Paul Silkiner 4 years, 10 months ago

That's my money your wasting. Government employees should not get perks like these, they should deal with regular market forces instead of getting a public subsidy...............on my back! Next time, kiss me first.

Alceste 4 years, 10 months ago

Why are both County employees and City of Lawrence employees not members of the pool that State of Kansas employees are in? Why do both the City and County plans need to be better, with more extensive coverage; less costly premiums and co-pays, etc.? If the County and the City each participated in the very same plan state of Kansas workers are in, how much money would both the County and the City save?

City and County staff both require and have earned health insurance benefits. However, why those benefits need to exceed what the "common" state of Kansas worker receives is simply a mystery.
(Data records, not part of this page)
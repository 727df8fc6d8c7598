use crate::commands::read_input;
use crate::{Cli, ServiceArgs};
use anyhow::Result;
use std::path::Path;
use testsmith_generate::{DiffAnalyzer, OpenAiClient};

pub fn run(cli: &Cli, diff: Option<&Path>, service: &ServiceArgs) -> Result<()> {
    let text = read_input(diff)?;
    if text.trim().is_empty() {
        anyhow::bail!("diff is empty; nothing to analyze");
    }

    let changed = testsmith_diff::dedupe(testsmith_diff::extract_function_names_from_diff(&text));
    if !cli.is_quiet() {
        eprintln!("Modified functions: {}", changed.join(", "));
    }

    let client = OpenAiClient::new(service.config()?)?;
    println!("{}", analyze(&client, &text)?.trim_end());
    Ok(())
}

fn analyze(analyzer: &dyn DiffAnalyzer, diff: &str) -> Result<String> {
    Ok(analyzer.analyze_diff(diff)?)
}
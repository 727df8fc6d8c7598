use crate::ExtractError;
use serde::Serialize;
use std::collections::BTreeMap;
use std::fmt;
use std::ops::Range;
use std::path::{Path, PathBuf};

/// The full text of one source file plus the path it was read from.
#[derive(Debug, Clone, PartialEq, Eq)]
pub struct SourceUnit {
    pub path: PathBuf,
    pub text: String,
}

impl SourceUnit {
    pub fn new(path: impl Into<PathBuf>, text: impl Into<String>) -> Self {
        Self {
            path: path.into(),
            text: text.into(),
        }
    }

    /// Read a source file from disk.
    pub fn read(path: &Path) -> Result<Self, ExtractError> {
        let text = std::fs::read_to_string(path)
            .map_err(|e| ExtractError::Io(format!("{}: {e}", path.display())))?;
        Ok(Self::new(path, text))
    }

    pub fn len(&self) -> usize {
        self.text.len()
    }

    pub fn is_empty(&self) -> bool {
        self.text.is_empty()
    }

    /// Borrow the text covered by `span`, or `None` if the span does not
    /// index into this unit on character boundaries.
    pub fn slice(&self, span: &FunctionSpan) -> Option<&str> {
        self.text.get(span.range())
    }
}

/// Whether a declaration is a plain function or a method with a receiver.
#[derive(Debug, Clone, Copy, PartialEq, Eq, Hash, Serialize)]
#[serde(rename_all = "lowercase")]
pub enum FunctionKind {
    Function,
    Method,
}

impl FunctionKind {
    pub fn as_str(self) -> &'static str {
        match self {
            Self::Function => "function",
            Self::Method => "method",
        }
    }
}

impl fmt::Display for FunctionKind {
    fn fmt(&self, f: &mut fmt::Formatter<'_>) -> fmt::Result {
        f.write_str(self.as_str())
    }
}

/// Location of one declared function inside a [`SourceUnit`].
///
/// `start..end` is a half-open byte range running from the `func` keyword
/// through the closing brace of the body. Lines are 1-based.
#[derive(Debug, Clone, PartialEq, Eq, Serialize)]
pub struct FunctionSpan {
    pub name: String,
    pub receiver: Option<String>,
    pub kind: FunctionKind,
    pub start: usize,
    pub end: usize,
    pub start_line: usize,
    pub end_line: usize,
}

impl FunctionSpan {
    pub fn range(&self) -> Range<usize> {
        self.start..self.end
    }

    pub fn len(&self) -> usize {
        self.end.saturating_sub(self.start)
    }

    pub fn is_empty(&self) -> bool {
        self.len() == 0
    }

    /// `Receiver.Method` for methods, the bare name for functions.
    pub fn qualified_name(&self) -> String {
        match &self.receiver {
            Some(recv) => format!("{recv}.{}", self.name),
            None => self.name.clone(),
        }
    }
}

/// Unique-keyed mapping from function name to its span, built by one locator
/// pass over one source unit.
///
/// When a name repeats, the later declaration replaces the earlier one and
/// the replaced span is kept in [`FunctionTable::collisions`].
#[derive(Debug, Clone, Default, PartialEq, Eq)]
pub struct FunctionTable {
    spans: BTreeMap<String, FunctionSpan>,
    collisions: Vec<FunctionSpan>,
}

impl FunctionTable {
    pub fn new() -> Self {
        Self::default()
    }

    /// Insert a span, returning the span it replaced, if any.
    pub fn insert(&mut self, span: FunctionSpan) -> Option<FunctionSpan> {
        let replaced = self.spans.insert(span.name.clone(), span);
        if let Some(old) = &replaced {
            self.collisions.push(old.clone());
        }
        replaced
    }

    pub fn get(&self, name: &str) -> Option<&FunctionSpan> {
        self.spans.get(name)
    }

    pub fn contains(&self, name: &str) -> bool {
        self.spans.contains_key(name)
    }

    /// Look a span up by `Receiver.Method` or bare function name. Also
    /// searches spans that were shadowed by a later same-named declaration.
    pub fn find_qualified(&self, qualified: &str) -> Option<&FunctionSpan> {
        self.spans
            .values()
            .chain(self.collisions.iter())
            .find(|s| s.qualified_name() == qualified)
    }

    pub fn len(&self) -> usize {
        self.spans.len()
    }

    pub fn is_empty(&self) -> bool {
        self.spans.is_empty()
    }

    pub fn names(&self) -> impl Iterator<Item = &str> {
        self.spans.keys().map(String::as_str)
    }

    pub fn iter(&self) -> impl Iterator<Item = &FunctionSpan> {
        self.spans.values()
    }

    /// Surviving spans ordered by their position in the source.
    pub fn in_source_order(&self) -> Vec<&FunctionSpan> {
        let mut spans: Vec<&FunctionSpan> = self.spans.values().collect();
        spans.sort_by_key(|s| s.start);
        spans
    }

    /// Spans that were overwritten by a later declaration with the same name.
    pub fn collisions(&self) -> &[FunctionSpan] {
        &self.collisions
    }

    pub fn has_collisions(&self) -> bool {
        !self.collisions.is_empty()
    }
}

/// Function name to its literal source text.
pub type ExtractedFunctions = BTreeMap<String, String>;

/// What the extractor does when none of the requested names are found.
#[derive(Debug, Clone, Copy, PartialEq, Eq, Default)]
pub enum MatchPolicy {
    /// Return an empty mapping.
    #[default]
    AllowEmpty,
    /// Fail with [`ExtractError::NotFound`].
    RequireAny,
}

impl MatchPolicy {
    pub fn from_required(required: bool) -> Self {
        if required {
            Self::RequireAny
        } else {
            Self::AllowEmpty
        }
    }
}
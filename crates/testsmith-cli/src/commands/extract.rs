use anyhow::Result;
use serde::Serialize;
use std::path::Path;
use testsmith_core::MatchPolicy;

#[derive(Serialize)]
#[serde(rename_all = "PascalCase")]
struct ExtractedEntry<'a> {
    name: &'a str,
    source: &'a str,
}

pub fn run(file: &Path, names: &[String], require_match: bool, json: bool) -> Result<()> {
    let policy = MatchPolicy::from_required(require_match);
    let extracted = testsmith_treesit::locate_and_extract(file, names, policy)?;

    for name in names {
        if !extracted.contains_key(name) {
            tracing::warn!(%name, path = %file.display(), "function not found");
        }
    }

    for (name, source) in &extracted {
        if json {
            println!("{}", serde_json::to_string(&ExtractedEntry { name, source })?);
        } else {
            println!("// {name}\n{source}\n");
        }
    }
    Ok(())
}
/// Errors surfaced by the text-generation service.
#[derive(Debug, thiserror::Error)]
pub enum ServiceError {
    #[error("missing API key: set {0}")]
    MissingApiKey(&'static str),

    #[error("config error: {0}")]
    Config(String),

    #[error("invalid function name `{0}`")]
    InvalidName(String),

    #[error("HTTP error: {0}")]
    Http(#[from] reqwest::Error),

    #[error("API error {status}: {body}")]
    Api { status: u16, body: String },

    #[error("response parse error: {0}")]
    Decode(String),

    #[error("response contained no content")]
    EmptyResponse,
}
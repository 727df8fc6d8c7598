//! testsmith CLI: locate Go functions, pick changed ones from a diff, and
//! generate unit tests for them.
//!
//! Logging goes to stderr. `RUST_LOG` overrides the `-v`/`-q` levels.

mod commands;

use anyhow::Result;
use clap::{Args, Parser, Subcommand};
use std::path::PathBuf;
use testsmith_generate::GeneratorConfig;
use tracing_subscriber::EnvFilter;

/// Testsmith: extract Go functions and generate unit tests for them with an LLM.
#[derive(Parser, Debug)]
#[command(name = "testsmith", version, about)]
pub struct Cli {
    /// Increase log verbosity
    #[arg(short, long, action = clap::ArgAction::Count, global = true)]
    verbose: u8,

    /// Suppress non-essential output
    #[arg(short, long, global = true)]
    quiet: bool,

    #[command(subcommand)]
    command: Command,
}

impl Cli {
    pub fn is_quiet(&self) -> bool {
        self.quiet
    }

    fn log_filter(&self) -> &'static str {
        if self.quiet {
            return "error";
        }
        match self.verbose {
            0 => "warn,testsmith=info",
            1 => "debug",
            _ => "trace",
        }
    }
}

#[derive(Subcommand, Debug)]
enum Command {
    /// List the functions declared in Go sources
    Functions {
        /// Go files or directories to scan
        #[arg(required = true)]
        paths: Vec<PathBuf>,

        /// Emit JSONL instead of a text listing
        #[arg(long)]
        json: bool,

        /// Leave methods out of the listing
        #[arg(long)]
        no_methods: bool,
    },

    /// Print the source of named functions from one file
    Extract {
        /// Go source file
        file: PathBuf,

        /// Function to extract (repeatable)
        #[arg(short = 'n', long = "name", required = true)]
        names: Vec<String>,

        /// Fail when none of the names are found
        #[arg(long)]
        require_match: bool,

        /// Emit JSONL instead of raw source
        #[arg(long)]
        json: bool,
    },

    /// List function names declared on diff lines
    DiffNames {
        /// Diff file to read (stdin when omitted or `-`)
        #[arg(long)]
        diff: Option<PathBuf>,

        /// Also match method declarations
        #[arg(long)]
        methods: bool,

        /// Drop repeated names
        #[arg(long)]
        unique: bool,

        /// Emit JSONL with change kind, file, and line
        #[arg(long)]
        json: bool,
    },

    /// Generate unit tests for functions with an LLM
    Generate(GenerateArgs),

    /// Ask the LLM to describe the function changes in a diff
    Analyze {
        /// Diff file to read (stdin when omitted or `-`)
        #[arg(long)]
        diff: Option<PathBuf>,

        #[command(flatten)]
        service: ServiceArgs,
    },
}

#[derive(Args, Debug)]
pub struct GenerateArgs {
    /// Go files or directories; defaults to the files named in --diff
    paths: Vec<PathBuf>,

    /// Only generate for these functions (repeatable)
    #[arg(short = 'n', long = "name")]
    names: Vec<String>,

    /// Only generate for functions declared on lines of this diff
    #[arg(long)]
    diff: Option<PathBuf>,

    /// Match method declarations in --diff too
    #[arg(long)]
    methods: bool,

    /// Directory for generated files (default: next to each source)
    #[arg(long)]
    out_dir: Option<PathBuf>,

    /// Name output after the source file instead of the function
    #[arg(long)]
    per_source: bool,

    /// Replace existing test files instead of appending
    #[arg(long)]
    overwrite: bool,

    /// Treat a file with none of the requested functions as a failure
    #[arg(long)]
    require_match: bool,

    /// Write the model reply as-is, without unwrapping a fenced code block
    #[arg(long)]
    raw: bool,

    #[command(flatten)]
    service: ServiceArgs,
}

/// Overrides for the generator configuration read from the environment.
#[derive(Args, Debug)]
pub struct ServiceArgs {
    /// Model name (default: $TESTSMITH_MODEL or gpt-4)
    #[arg(long)]
    model: Option<String>,

    /// API base URL (default: $OPENAI_BASE_URL or the OpenAI endpoint)
    #[arg(long)]
    base_url: Option<String>,
}

impl ServiceArgs {
    pub fn config(&self) -> Result<GeneratorConfig> {
        let mut config = GeneratorConfig::from_env()?;
        if let Some(model) = &self.model {
            config = config.with_model(model.clone());
        }
        if let Some(url) = &self.base_url {
            config = config.with_base_url(url.clone());
        }
        Ok(config)
    }
}

fn init_tracing(cli: &Cli) {
    let filter =
        EnvFilter::try_from_default_env().unwrap_or_else(|_| EnvFilter::new(cli.log_filter()));
    let _ = tracing_subscriber::fmt()
        .with_env_filter(filter)
        .with_writer(std::io::stderr)
        .try_init();
}

fn main() -> Result<()> {
    let cli = Cli::parse();
    init_tracing(&cli);
    commands::run(&cli)
}
use crate::ServiceError;
use std::fmt;
use std::time::Duration;

pub const API_KEY_ENV: &str = "OPENAI_API_KEY";
pub const MODEL_ENV: &str = "TESTSMITH_MODEL";
pub const BASE_URL_ENV: &str = "OPENAI_BASE_URL";
pub const TIMEOUT_ENV: &str = "TESTSMITH_TIMEOUT_SECS";

pub const DEFAULT_MODEL: &str = "gpt-4";
pub const DEFAULT_BASE_URL: &str = "https://api.openai.com/v1";
pub const DEFAULT_TIMEOUT_SECS: u64 = 120;

/// Connection settings for the chat-completions service.
///
/// The API key is read once and carried here; clients never consult the
/// environment themselves.
#[derive(Clone, PartialEq, Eq)]
pub struct GeneratorConfig {
    pub api_key: String,
    pub model: String,
    pub base_url: String,
    pub timeout: Duration,
}

impl GeneratorConfig {
    pub fn new(api_key: impl Into<String>) -> Self {
        Self {
            api_key: api_key.into(),
            model: DEFAULT_MODEL.to_string(),
            base_url: DEFAULT_BASE_URL.to_string(),
            timeout: Duration::from_secs(DEFAULT_TIMEOUT_SECS),
        }
    }

    /// Load from process environment variables.
    pub fn from_env() -> Result<Self, ServiceError> {
        Self::from_lookup(|key| std::env::var(key).ok())
    }

    /// Load using an arbitrary variable lookup. Empty values count as unset.
    pub fn from_lookup<F>(lookup: F) -> Result<Self, ServiceError>
    where
        F: Fn(&str) -> Option<String>,
    {
        let get = |key: &str| lookup(key).filter(|v| !v.trim().is_empty());

        let api_key = get(API_KEY_ENV).ok_or(ServiceError::MissingApiKey(API_KEY_ENV))?;
        let mut config = Self::new(api_key.trim());

        if let Some(model) = get(MODEL_ENV) {
            config.model = model.trim().to_string();
        }
        if let Some(url) = get(BASE_URL_ENV) {
            config.base_url = url.trim().to_string();
        }
        if let Some(secs) = get(TIMEOUT_ENV) {
            let secs: u64 = secs.trim().parse().map_err(|_| {
                ServiceError::Config(format!("{TIMEOUT_ENV} must be a whole number of seconds"))
            })?;
            config.timeout = Duration::from_secs(secs);
        }
        Ok(config)
    }

    pub fn with_model(mut self, model: impl Into<String>) -> Self {
        self.model = model.into();
        self
    }

    pub fn with_base_url(mut self, base_url: impl Into<String>) -> Self {
        self.base_url = base_url.into();
        self
    }

    pub fn with_timeout(mut self, timeout: Duration) -> Self {
        self.timeout = timeout;
        self
    }

    pub fn completions_url(&self) -> String {
        format!("{}/chat/completions", self.base_url.trim_end_matches('/'))
    }
}

impl fmt::Debug for GeneratorConfig {
    fn fmt(&self, f: &mut fmt::Formatter<'_>) -> fmt::Result {
        f.debug_struct("GeneratorConfig")
            .field("api_key", &"<redacted>")
            .field("model", &self.model)
            .field("base_url", &self.base_url)
            .field("timeout", &self.timeout)
            .finish()
    }
}

#[cfg(test)]
mod tests {
    use super::*;
    use std::collections::HashMap;

    fn lookup(vars: &[(&str, &str)]) -> impl Fn(&str) -> Option<String> {
        let map: HashMap<String, String> = vars
            .iter()
            .map(|(k, v)| (k.to_string(), v.to_string()))
            .collect();
        move |key: &str| map.get(key).cloned()
    }

    #[test]
    fn defaults_when_only_key_set() {
        let config = GeneratorConfig::from_lookup(lookup(&[(API_KEY_ENV, "sk-test")])).unwrap();
        assert_eq!(config.api_key, "sk-test");
        assert_eq!(config.model, DEFAULT_MODEL);
        assert_eq!(config.base_url, DEFAULT_BASE_URL);
        assert_eq!(config.timeout, Duration::from_secs(DEFAULT_TIMEOUT_SECS));
    }

    #[test]
    fn missing_key_is_an_error() {
        let err = GeneratorConfig::from_lookup(lookup(&[])).unwrap_err();
        assert!(matches!(err, ServiceError::MissingApiKey(API_KEY_ENV)));
    }

    #[test]
    fn blank_key_counts_as_missing() {
        let err = GeneratorConfig::from_lookup(lookup(&[(API_KEY_ENV, "  ")])).unwrap_err();
        assert!(matches!(err, ServiceError::MissingApiKey(_)));
    }

    #[test]
    fn overrides_from_environment() {
        let config = GeneratorConfig::from_lookup(lookup(&[
            (API_KEY_ENV, "k"),
            (MODEL_ENV, "gpt-4o"),
            (BASE_URL_ENV, "http://localhost:8080/v1/"),
            (TIMEOUT_ENV, "5"),
        ]))
        .unwrap();
        assert_eq!(config.model, "gpt-4o");
        assert_eq!(config.timeout, Duration::from_secs(5));
        assert_eq!(
            config.completions_url(),
            "http://localhost:8080/v1/chat/completions"
        );
    }

    #[test]
    fn bad_timeout_is_config_error() {
        let err = GeneratorConfig::from_lookup(lookup(&[(API_KEY_ENV, "k"), (TIMEOUT_ENV, "soon")]))
            .unwrap_err();
        assert!(matches!(err, ServiceError::Config(_)));
    }

    #[test]
    fn builder_overrides() {
        let config = GeneratorConfig::new("k")
            .with_model("m")
            .with_base_url("http://x")
            .with_timeout(Duration::from_secs(1));
        assert_eq!(config.model, "m");
        assert_eq!(config.completions_url(), "http://x/chat/completions");
    }

    #[test]
    fn debug_redacts_key() {
        let config = GeneratorConfig::new("sk-very-secret");
        let shown = format!("{config:?}");
        assert!(!shown.contains("sk-very-secret"));
        assert!(shown.contains("redacted"));
    }
}
//! OpenAI-compatible chat completions over a blocking HTTP client.

use crate::prompt::{self, ChatMessage};
use crate::{GeneratorConfig, ServiceError};
use serde::{Deserialize, Serialize};

/// Turns one function's source into unit-test source.
pub trait TestGenerator {
    fn generate_test(&self, function_name: &str, function_source: &str)
    -> Result<String, ServiceError>;
}

/// Produces a prose review of a diff.
pub trait DiffAnalyzer {
    fn analyze_diff(&self, diff: &str) -> Result<String, ServiceError>;
}

/// Names that are empty or contain whitespace are never sent to the service.
pub fn is_valid_function_name(name: &str) -> bool {
    !name.is_empty() && !name.chars().any(char::is_whitespace)
}

#[derive(Debug, Serialize)]
struct ChatCompletionRequest<'a> {
    model: &'a str,
    messages: &'a [ChatMessage],
}

#[derive(Debug, Deserialize)]
struct ChatCompletionResponse {
    #[serde(default)]
    choices: Vec<Choice>,
}

#[derive(Debug, Deserialize)]
struct Choice {
    message: AssistantMessage,
}

#[derive(Debug, Deserialize)]
struct AssistantMessage {
    #[serde(default)]
    content: Option<String>,
}

/// HTTP client for chat completions.
pub struct OpenAiClient {
    http: reqwest::blocking::Client,
    config: GeneratorConfig,
}

impl OpenAiClient {
    pub fn new(config: GeneratorConfig) -> Result<Self, ServiceError> {
        let http = reqwest::blocking::Client::builder()
            .timeout(config.timeout)
            .build()?;
        Ok(Self { http, config })
    }

    pub fn config(&self) -> &GeneratorConfig {
        &self.config
    }

    /// Send one chat request and return the first choice's content.
    pub fn complete(&self, messages: &[ChatMessage]) -> Result<String, ServiceError> {
        let body = ChatCompletionRequest {
            model: &self.config.model,
            messages,
        };
        let url = self.config.completions_url();
        tracing::debug!(%url, model = %self.config.model, "sending chat completion");

        let res = self
            .http
            .post(&url)
            .bearer_auth(&self.config.api_key)
            .json(&body)
            .send()?;
        let status = res.status().as_u16();
        let text = res.text()?;
        parse_response(status, &text)
    }
}

impl TestGenerator for OpenAiClient {
    fn generate_test(
        &self,
        function_name: &str,
        function_source: &str,
    ) -> Result<String, ServiceError> {
        if !is_valid_function_name(function_name) {
            return Err(ServiceError::InvalidName(function_name.to_string()));
        }
        tracing::info!(function = function_name, "generating test");
        self.complete(&prompt::test_messages(function_source))
    }
}

impl DiffAnalyzer for OpenAiClient {
    fn analyze_diff(&self, diff: &str) -> Result<String, ServiceError> {
        tracing::info!(bytes = diff.len(), "analyzing diff");
        self.complete(&prompt::analysis_messages(diff))
    }
}

fn parse_response(status: u16, body: &str) -> Result<String, ServiceError> {
    if !(200..300).contains(&status) {
        return Err(ServiceError::Api {
            status,
            body: body.to_string(),
        });
    }
    let parsed: ChatCompletionResponse =
        serde_json::from_str(body).map_err(|e| ServiceError::Decode(e.to_string()))?;
    parsed
        .choices
        .into_iter()
        .next()
        .and_then(|c| c.message.content)
        .filter(|content| !content.trim().is_empty())
        .ok_or(ServiceError::EmptyResponse)
}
Too, why doesn't Lawrence and Douglas County have residency requirements? You work for Douglas County, you need to live in Douglas County. You work for the City of Lawrence, you need to reside with the City of Lawrence city limits.

Finally, Lawrence needs to enact an earnings tax such that if you're lucky enough to brown nose your way into employment you get to pay a 1% earnings tax.....and there is no reason this concept can't also be placed on county employees. Both City and County workers have had it far too good when compared to state workers who year in and year out receive not dime one in pay increases and who have seen their health benefits deteriorate as well as their own employment security. Parity across City, County, and State employment.